Page 3 of 3

Posted: Thu Dec 23, 2004 12:18
by pifco
for me it was a simple choice.
beauty over speed.

Resolume just seems to have many more things which make people go:
"what the hell was that?"
and that suits me fine.

pif

Posted: Tue Dec 28, 2004 22:27
by cameronch
great product edwin.
--------------------------
features over performance is the way to go I think. The lack of midi settings save/backup is a pain for me, but backing up the 2 files is a temp solution.

I love this program - the programs listed above just done 'feel' as good. :)

Posted: Wed Dec 29, 2004 11:08
by edwin
hi cameronch,
thanx for the compliment.

we will find a solution for the midi/settings.
its a high priority because a lot of people are asking this.

Cheers
Edwin

Posted: Mon May 21, 2007 05:38
by gradek
I have used both flowmotion an resolume, It was a hard choice, but I went with resolume for my needs. easy user interface, and simple blending modes are what I wanted. I would however agree with the need for resolume to have a load into ram feature. to speed clips up. as apposed to using a third party program like ramdisk. also, dual processor support would be nice. my mac book pro only hits 50% cpu usage with resolume.

--Martin

Posted: Mon May 21, 2007 15:04
by Basic
does dual processors have hyperthreading or that was that just for the single cpu?
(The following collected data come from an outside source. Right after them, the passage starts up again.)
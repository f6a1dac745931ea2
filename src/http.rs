use reqwest::Client;
use std::time::Duration;

pub fn build_client() -> Client {
    let timeout = std::env::var("HTTP_TIMEOUT_SECS")
        .ok()
        .and_then(|v| v.parse::<u64>().ok())
        .unwrap_or(20);
    let connect = std::env::var("HTTP_CONNECT_TIMEOUT_SECS")
        .ok()
        .and_then(|v| v.parse::<u64>().ok())
        .unwrap_or(5);
    Client::builder()
        .timeout(Duration::from_secs(timeout))
        .connect_timeout(Duration::from_secs(connect))
        .user_agent("crosslist-api-rs")
        .build()
        .unwrap_or_else(|_| Client::new())
}
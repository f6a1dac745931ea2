use crate::http::build_client;
use crate::models::{ListingStatus, Marketplace, MarketplaceListing};
use async_trait::async_trait;
use chrono::{DateTime, Utc};
use reqwest::Client;
use serde_json::Value;
use std::collections::HashMap;
use std::sync::Arc;
use thiserror::Error;
use tokio::sync::Mutex;
use uuid::Uuid;

#[derive(Debug, Error)]
pub enum RegistryError {
    #[error("registry request failed: {0}")]
    Request(String),
    #[error("invalid registry response: {0}")]
    Deserialize(String),
}

/// Fields merged over an existing record on upsert. `None` leaves the stored
/// value untouched.
#[derive(Debug, Clone, Default)]
pub struct ListingPatch {
    pub marketplace_listing_id: Option<String>,
    pub marketplace_listing_url: Option<String>,
    pub status: Option<ListingStatus>,
    pub listed_at: Option<DateTime<Utc>>,
    pub delisted_at: Option<DateTime<Utc>>,
    pub metadata: Option<Value>,
}

/// Persisted marketplace-listing records keyed by
/// `(inventory_item_id, marketplace)`. No transactional guarantees; callers
/// must not issue concurrent writes for the same key.
#[async_trait]
pub trait ListingRegistry: Send + Sync {
    async fn upsert(
        &self,
        inventory_item_id: &str,
        marketplace: Marketplace,
        patch: ListingPatch,
    ) -> Result<MarketplaceListing, RegistryError>;

    async fn for_item(
        &self,
        inventory_item_id: &str,
    ) -> Result<Vec<MarketplaceListing>, RegistryError>;

    async fn find_by_remote_id(
        &self,
        marketplace: Marketplace,
        marketplace_listing_id: &str,
    ) -> Result<Option<MarketplaceListing>, RegistryError>;

    async fn remove(
        &self,
        inventory_item_id: &str,
        marketplace: Marketplace,
    ) -> Result<(), RegistryError>;
}

fn apply_patch(record: &mut MarketplaceListing, patch: ListingPatch) {
    if let Some(remote_id) = patch.marketplace_listing_id {
        record.marketplace_listing_id = Some(remote_id);
    }
    if let Some(url) = patch.marketplace_listing_url {
        record.marketplace_listing_url = Some(url);
    }
    if let Some(status) = patch.status {
        record.status = status;
    }
    if let Some(listed_at) = patch.listed_at {
        record.listed_at = Some(listed_at);
    }
    if let Some(delisted_at) = patch.delisted_at {
        record.delisted_at = Some(delisted_at);
    }
    if let Some(metadata) = patch.metadata {
        record.metadata = metadata;
    }
    record.updated_at = Utc::now();
}

fn fresh_record(
    inventory_item_id: &str,
    marketplace: Marketplace,
    patch: ListingPatch,
) -> MarketplaceListing {
    let now = Utc::now();
    let mut record = MarketplaceListing {
        id: Uuid::new_v4(),
        inventory_item_id: inventory_item_id.to_string(),
        marketplace,
        marketplace_listing_id: None,
        marketplace_listing_url: None,
        status: ListingStatus::NotListed,
        listed_at: None,
        delisted_at: None,
        created_at: now,
        updated_at: now,
        metadata: Value::Null,
    };
    apply_patch(&mut record, patch);
    record
}

#[derive(Clone, Default)]
pub struct MemoryRegistry {
    records: Arc<Mutex<HashMap<(String, Marketplace), MarketplaceListing>>>,
}

impl MemoryRegistry {
    pub fn new() -> Self {
        Self::default()
    }
}

#[async_trait]
impl ListingRegistry for MemoryRegistry {
    async fn upsert(
        &self,
        inventory_item_id: &str,
        marketplace: Marketplace,
        patch: ListingPatch,
    ) -> Result<MarketplaceListing, RegistryError> {
        let mut guard = self.records.lock().await;
        let key = (inventory_item_id.to_string(), marketplace);
        let record = match guard.get_mut(&key) {
            Some(existing) => {
                apply_patch(existing, patch);
                existing.clone()
            }
            None => {
                let record = fresh_record(inventory_item_id, marketplace, patch);
                guard.insert(key, record.clone());
                record
            }
        };
        Ok(record)
    }

    async fn for_item(
        &self,
        inventory_item_id: &str,
    ) -> Result<Vec<MarketplaceListing>, RegistryError> {
        let guard = self.records.lock().await;
        let mut records: Vec<MarketplaceListing> = guard
            .values()
            .filter(|record| record.inventory_item_id == inventory_item_id)
            .cloned()
            .collect();
        records.sort_by_key(|record| record.marketplace);
        Ok(records)
    }

    async fn find_by_remote_id(
        &self,
        marketplace: Marketplace,
        marketplace_listing_id: &str,
    ) -> Result<Option<MarketplaceListing>, RegistryError> {
        let guard = self.records.lock().await;
        Ok(guard
            .values()
            .find(|record| {
                record.marketplace == marketplace
                    && record.marketplace_listing_id.as_deref() == Some(marketplace_listing_id)
            })
            .cloned())
    }

    async fn remove(
        &self,
        inventory_item_id: &str,
        marketplace: Marketplace,
    ) -> Result<(), RegistryError> {
        let mut guard = self.records.lock().await;
        guard.remove(&(inventory_item_id.to_string(), marketplace));
        Ok(())
    }
}

/// PostgREST-style row store. Upsert is read-merge-write so the composite-key
/// semantics match `MemoryRegistry` exactly.
#[derive(Debug, Clone)]
pub struct RestRegistry {
    base_url: String,
    service_key: String,
    http: Client,
}

impl RestRegistry {
    pub fn from_env() -> Option<Self> {
        let base_url = std::env::var("REGISTRY_URL").ok()?;
        let service_key = std::env::var("REGISTRY_SERVICE_KEY").ok()?;
        Some(Self {
            base_url: base_url.trim_end_matches('/').to_string(),
            service_key,
            http: build_client(),
        })
    }

    fn rows_url(&self) -> String {
        format!("{}/rest/v1/marketplace_listings", self.base_url)
    }

    async fn fetch(&self, query: &[(&str, String)]) -> Result<Vec<MarketplaceListing>, RegistryError> {
        let response = self
            .http
            .get(self.rows_url())
            .header("apikey", &self.service_key)
            .bearer_auth(&self.service_key)
            .query(query)
            .send()
            .await
            .map_err(|err| RegistryError::Request(err.to_string()))?;
        if !response.status().is_success() {
            return Err(RegistryError::Request(format!(
                "HTTP {}",
                response.status()
            )));
        }
        response
            .json()
            .await
            .map_err(|err| RegistryError::Deserialize(err.to_string()))
    }

    async fn write(&self, record: &MarketplaceListing) -> Result<(), RegistryError> {
        let response = self
            .http
            .post(self.rows_url())
            .header("apikey", &self.service_key)
            .bearer_auth(&self.service_key)
            .header("Prefer", "resolution=merge-duplicates")
            .json(record)
            .send()
            .await
            .map_err(|err| RegistryError::Request(err.to_string()))?;
        if !response.status().is_success() {
            return Err(RegistryError::Request(format!(
                "HTTP {}",
                response.status()
            )));
        }
        Ok(())
    }
}

#[async_trait]
impl ListingRegistry for RestRegistry {
    async fn upsert(
        &self,
        inventory_item_id: &str,
        marketplace: Marketplace,
        patch: ListingPatch,
    ) -> Result<MarketplaceListing, RegistryError> {
        let existing = self
            .fetch(&[
                (
                    "inventory_item_id",
                    format!("eq.{inventory_item_id}"),
                ),
                ("marketplace", format!("eq.{marketplace}")),
                ("limit", "1".to_string()),
            ])
            .await?
            .pop();
        let record = match existing {
            Some(mut record) => {
                apply_patch(&mut record, patch);
                record
            }
            None => fresh_record(inventory_item_id, marketplace, patch),
        };
        self.write(&record).await?;
        Ok(record)
    }

    async fn for_item(
        &self,
        inventory_item_id: &str,
    ) -> Result<Vec<MarketplaceListing>, RegistryError> {
        self.fetch(&[(
            "inventory_item_id",
            format!("eq.{inventory_item_id}"),
        )])
        .await
    }

    async fn find_by_remote_id(
        &self,
        marketplace: Marketplace,
        marketplace_listing_id: &str,
    ) -> Result<Option<MarketplaceListing>, RegistryError> {
        Ok(self
            .fetch(&[
                ("marketplace", format!("eq.{marketplace}")),
                (
                    "marketplace_listing_id",
                    format!("eq.{marketplace_listing_id}"),
                ),
                ("limit", "1".to_string()),
            ])
            .await?
            .pop())
    }

    async fn remove(
        &self,
        inventory_item_id: &str,
        marketplace: Marketplace,
    ) -> Result<(), RegistryError> {
        let response = self
            .http
            .delete(self.rows_url())
            .header("apikey", &self.service_key)
            .bearer_auth(&self.service_key)
            .query(&[
                (
                    "inventory_item_id",
                    format!("eq.{inventory_item_id}"),
                ),
                ("marketplace", format!("eq.{marketplace}")),
            ])
            .send()
            .await
            .map_err(|err| RegistryError::Request(err.to_string()))?;
        if !response.status().is_success() {
            return Err(RegistryError::Request(format!(
                "HTTP {}",
                response.status()
            )));
        }
        Ok(())
    }
}

/// `REGISTRY_URL` selects the REST backing; otherwise records live in-process.
pub fn registry_from_env() -> Arc<dyn ListingRegistry> {
    match RestRegistry::from_env() {
        Some(rest) => Arc::new(rest),
        None => Arc::new(MemoryRegistry::new()),
    }
}

#[cfg(test)]
mod tests {
    use super::*;

    #[tokio::test]
    async fn upsert_is_idempotent_per_composite_key() {
        let registry = MemoryRegistry::new();
        let first = registry
            .upsert(
                "i1",
                Marketplace::Ebay,
                ListingPatch {
                    marketplace_listing_id: Some("ebay-100".to_string()),
                    status: Some(ListingStatus::Active),
                    listed_at: Some(Utc::now()),
                    ..Default::default()
                },
            )
            .await
            .expect("first upsert");

        let second = registry
            .upsert(
                "i1",
                Marketplace::Ebay,
                ListingPatch {
                    status: Some(ListingStatus::Removed),
                    delisted_at: Some(Utc::now()),
                    ..Default::default()
                },
            )
            .await
            .expect("second upsert");

        let records = registry.for_item("i1").await.expect("for_item");
        assert_eq!(records.len(), 1);
        assert_eq!(second.id, first.id);
        assert_eq!(second.created_at, first.created_at);
        assert!(second.updated_at > first.updated_at);
        // merge keeps fields the second write did not touch
        assert_eq!(second.marketplace_listing_id.as_deref(), Some("ebay-100"));
        assert_eq!(second.status, ListingStatus::Removed);
    }

    #[tokio::test]
    async fn for_item_is_scoped_to_the_item() {
        let registry = MemoryRegistry::new();
        registry
            .upsert("i1", Marketplace::Ebay, ListingPatch::default())
            .await
            .expect("upsert");
        registry
            .upsert("i2", Marketplace::Ebay, ListingPatch::default())
            .await
            .expect("upsert");
        let records = registry.for_item("i1").await.expect("for_item");
        assert_eq!(records.len(), 1);
        assert_eq!(records[0].inventory_item_id, "i1");
    }

    #[tokio::test]
    async fn find_by_remote_id_matches_marketplace_and_id() {
        let registry = MemoryRegistry::new();
        registry
            .upsert(
                "i1",
                Marketplace::Mercari,
                ListingPatch {
                    marketplace_listing_id: Some("m-42".to_string()),
                    status: Some(ListingStatus::Active),
                    ..Default::default()
                },
            )
            .await
            .expect("upsert");

        let hit = registry
            .find_by_remote_id(Marketplace::Mercari, "m-42")
            .await
            .expect("lookup");
        assert!(hit.is_some());
        let miss = registry
            .find_by_remote_id(Marketplace::Ebay, "m-42")
            .await
            .expect("lookup");
        assert!(miss.is_none());
    }

    #[tokio::test]
    async fn remove_deletes_only_the_matching_record() {
        let registry = MemoryRegistry::new();
        registry
            .upsert("i1", Marketplace::Ebay, ListingPatch::default())
            .await
            .expect("upsert");
        registry
            .upsert("i1", Marketplace::Poshmark, ListingPatch::default())
            .await
            .expect("upsert");
        registry
            .remove("i1", Marketplace::Ebay)
            .await
            .expect("remove");
        let records = registry.for_item("i1").await.expect("for_item");
        assert_eq!(records.len(), 1);
        assert_eq!(records[0].marketplace, Marketplace::Poshmark);
    }
}
//! TUI screen definitions.
//!
//! Each screen corresponds to a tab and encapsulates its own view state.
//! Screens never mutate the application state directly: key handling returns
//! an [`Action`] that the app applies.

mod analyze;
mod dashboard;
mod deals;
mod referents;

use std::path::PathBuf;

use crossterm::event::{KeyCode, KeyModifiers};
use dealdesk_classifier::ClassificationInput;
use dealdesk_core::{Navigation, Tab};
use dealdesk_shared::{DealDocument, DealDraft, DealId, DealStatus, ReferentId};
use ratatui::prelude::*;

use crate::app::Session;

/// A request from a screen to the app.
#[derive(Debug)]
pub(crate) enum Action {
    None,
    Status(String),
    OpenDeal(DealId),
    Back,
    SetStatus(DealId, DealStatus),
    DeleteDeal(DealId),
    DeleteReferent(ReferentId),
    ImportCsv(PathBuf),
    Analyze(ClassificationInput),
    SaveDraft(SaveDraft),
}

/// Everything needed to turn an analysed draft into a deal.
#[derive(Debug)]
pub(crate) struct SaveDraft {
    pub draft: DealDraft,
    pub referent: Option<String>,
    pub source_text: Option<String>,
    pub document: Option<DealDocument>,
}

/// Per-screen state.
pub(crate) struct Screens {
    pub dashboard: dashboard::DashboardScreen,
    pub deals: deals::DealsScreen,
    pub referents: referents::ReferentsScreen,
    pub analyze: analyze::AnalyzeScreen,
}

impl Screens {
    pub(crate) fn new() -> Self {
        Self {
            dashboard: dashboard::DashboardScreen::new(),
            deals: deals::DealsScreen::new(),
            referents: referents::ReferentsScreen::new(),
            analyze: analyze::AnalyzeScreen::new(),
        }
    }

    /// Whether the current screen has an active text input field.
    pub(crate) fn is_editing(&self, tab: Tab) -> bool {
        match tab {
            Tab::Deals => self.deals.is_editing(),
            Tab::Referents => self.referents.is_editing(),
            Tab::Analyze => self.analyze.is_editing(),
            Tab::Dashboard => false,
        }
    }

    pub(crate) fn draw(&self, f: &mut Frame, area: Rect, session: &Session, nav: &Navigation) {
        match nav.tab() {
            Tab::Dashboard => self.dashboard.draw(f, area, session),
            Tab::Deals => self.deals.draw(f, area, session, nav),
            Tab::Referents => self.referents.draw(f, area, session),
            Tab::Analyze => self.analyze.draw(f, area, session),
        }
    }

    pub(crate) fn handle_key(
        &mut self,
        code: KeyCode,
        modifiers: KeyModifiers,
        session: &Session,
        nav: &Navigation,
    ) -> Action {
        match nav.tab() {
            Tab::Dashboard => self.dashboard.handle_key(code, session),
            Tab::Deals => self.deals.handle_key(code, modifiers, session, nav),
            Tab::Referents => self.referents.handle_key(code, session),
            Tab::Analyze => self.analyze.handle_key(code, modifiers, session),
        }
    }
}

/// Border style for a focusable field.
pub(crate) fn field_style(focused: bool, editing: bool) -> Style {
    match (focused, editing) {
        (true, true) => Style::default().fg(Color::Yellow),
        (true, false) => Style::default().fg(Color::Cyan),
        _ => Style::default(),
    }
}

/// Row style and prefix for list selection.
pub(crate) fn selection(selected: bool) -> (Style, &'static str) {
    if selected {
        (
            Style::default()
                .fg(Color::Cyan)
                .add_modifier(Modifier::BOLD),
            "▸ ",
        )
    } else {
        (Style::default(), "  ")
    }
}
tried flowmotion, cant use it when you drunk and i feel that resolume is has endless possibilities. kind of like photoshop in that sense. its what you do with it!

Resolume over all :)

Posted: Tue May 22, 2007 07:35
by gradek
Drunken Vjing... sounds like a it might work, and be a good time. My dual processors are Dual-Core Intel Core Duo that came with the second model of the MBP.